Will see how booting on windows goes as soon as i found out how to add it
to grub.
Reactivation is just one click away, not really a problem here.
Thanks alex

2016-04-19 20:46 GMT+02:00 Alex Williamson <alex.l.william...@gmail.com>:

> On Tue, Apr 19, 2016 at 12:02 PM, thibaut noah <thibaut.n...@gmail.com>
> wrote:
>
>> On the side note, i forgot to say that i can boot if i pass /dev/sde to
>> qemu, which according to redhat documentation is not what one is suppose to
>> do as it can compromise the host system.
>>
>
> I guess the concern there is that you've made a bootable disk for bare
> metal too and you just might accidentally boot that image at some point.

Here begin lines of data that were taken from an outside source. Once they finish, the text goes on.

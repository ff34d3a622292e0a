//! Channels from workers to the log sink and to the orchestrator.
//!
//! Operator-facing log lines travel as [`LogEvent`]s over a bounded channel.
//! Producers never block: when the channel is full the event is dropped.
//! A dedicated thread forwards events to the `log` facade.

use crate::worker::ExitReason;
use std::net::SocketAddr;
use std::sync::Arc;
use std::thread::{self, JoinHandle};
use tpxgate_bus::EndpointAddress;

/// One operator-facing log line.
#[derive(Debug, Clone, PartialEq, Eq)]
pub struct LogEvent {
    pub level: log::Level,
    pub source: String,
    pub message: String,
}

/// Cheap, cloneable producer handle tagged with a source name.
#[derive(Debug, Clone)]
pub struct EventSender {
    tx: flume::Sender<LogEvent>,
    source: Arc<str>,
}

/// Creates a bounded event channel. The returned sender is tagged
/// `gateway`; use [`EventSender::with_source`] for per-worker handles.
#[must_use]
pub fn event_channel(capacity: usize) -> (EventSender, flume::Receiver<LogEvent>) {
    let (tx, rx) = flume::bounded(capacity.max(1));
    (
        EventSender {
            tx,
            source: Arc::from("gateway"),
        },
        rx,
    )
}

impl EventSender {
    /// A sender on the same channel with a different source tag.
    #[must_use]
    pub fn with_source(&self, source: &str) -> Self {
        Self {
            tx: self.tx.clone(),
            source: Arc::from(source),
        }
    }

    /// Source tag.
    #[must_use]
    pub fn source(&self) -> &str {
        &self.source
    }

    /// Queues an event. Returns false if it was dropped.
    pub fn send(&self, level: log::Level, message: impl Into<String>) -> bool {
        self.tx
            .try_send(LogEvent {
                level,
                source: self.source.to_string(),
                message: message.into(),
            })
            .is_ok()
    }

    pub fn debug(&self, message: impl Into<String>) {
        self.send(log::Level::Debug, message);
    }

    pub fn info(&self, message: impl Into<String>) {
        self.send(log::Level::Info, message);
    }

    pub fn warn(&self, message: impl Into<String>) {
        self.send(log::Level::Warn, message);
    }

    pub fn error(&self, message: impl Into<String>) {
        self.send(log::Level::Error, message);
    }
}

/// Starts the thread that forwards events to `log`. It exits once every
/// sender is gone and returns the number of events forwarded.
///
/// # Errors
/// Returns an error if the thread cannot be spawned.
pub fn spawn_log_sink(rx: flume::Receiver<LogEvent>) -> std::io::Result<JoinHandle<u64>> {
    thread::Builder::new()
        .name("tpxgate-log".into())
        .spawn(move || {
            let mut forwarded = 0;
            for event in rx.iter() {
                log::log!(target: "tpxgate", event.level, "[{}] {}", event.source, event.message);
                forwarded += 1;
            }
            forwarded
        })
}

/// Where a freshly bound decoder can be reached.
#[derive(Debug, Clone, PartialEq, Eq)]
pub struct DecoderEndpoints {
    /// Control endpoint of the decoder worker.
    pub control: EndpointAddress,
    /// Packed hit stream.
    pub hits: EndpointAddress,
    /// UDP socket receiving detector datagrams.
    pub udp: SocketAddr,
}

/// Messages handled by the orchestrator's supervision loop.
#[derive(Debug)]
pub enum SupervisorEvent {
    /// A worker thread left its run loop.
    Exited { worker: String, reason: ExitReason },
    /// Restart the decoder on a new UDP port and rewire its consumers.
    RebindDecoder {
        port: u16,
        reply: flume::Sender<Result<DecoderEndpoints, String>>,
    },
}

#[cfg(test)]
mod tests {
    use super::*;

    #[test]
    fn test_events_carry_source() {
        let (events, rx) = event_channel(8);
        events.with_source("cluster").warn("input disconnected");
        let event = rx.try_recv().unwrap();
        assert_eq!(event.level, log::Level::Warn);
        assert_eq!(event.source, "cluster");
        assert_eq!(event.message, "input disconnected");
    }

    #[test]
    fn test_full_channel_drops_instead_of_blocking() {
        let (events, rx) = event_channel(2);
        assert!(events.send(log::Level::Info, "a"));
        assert!(events.send(log::Level::Info, "b"));
        assert!(!events.send(log::Level::Info, "c"));
        assert_eq!(rx.len(), 2);
    }

    #[test]
    fn test_sink_drains_until_senders_drop() {
        let (events, rx) = event_channel(16);
        let sink = spawn_log_sink(rx).unwrap();
        events.info("one");
        events.with_source("decoder").error("two");
        drop(events);
        assert_eq!(sink.join().unwrap(), 2);
    }
}
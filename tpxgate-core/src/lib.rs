//! tpxgate-core: Core types for the tpxgate acquisition gateway.
//!
//! This crate defines the hit and cluster records that flow between the
//! decoder, the clustering and histogram stages, and the sink files, along
//! with their canonical packed 64-bit forms.
//!

pub mod cluster;
pub mod error;
pub mod hit;

pub use cluster::ClusterRecord;
pub use error::{Error, Result};
pub use hit::{PixelHit, DETECTOR_PIXELS, DETECTOR_SIZE, TOA_MASK, TOT_MASK};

> Regardless, that's what you' need to do given the procedure you've
> followed.  If you want to make it non-bootable on bare metal, then make one
> big partition on the SSD assign that to the VM and redo your clone.  Note
> that while it's theoretically possible to boot a disk on both bare metal
> and in a VM, it's about as convenient and dicey as moving a disk from one
> physical system to another and hoping that Windows has all the right
> drivers and doesn't ask for re-activation.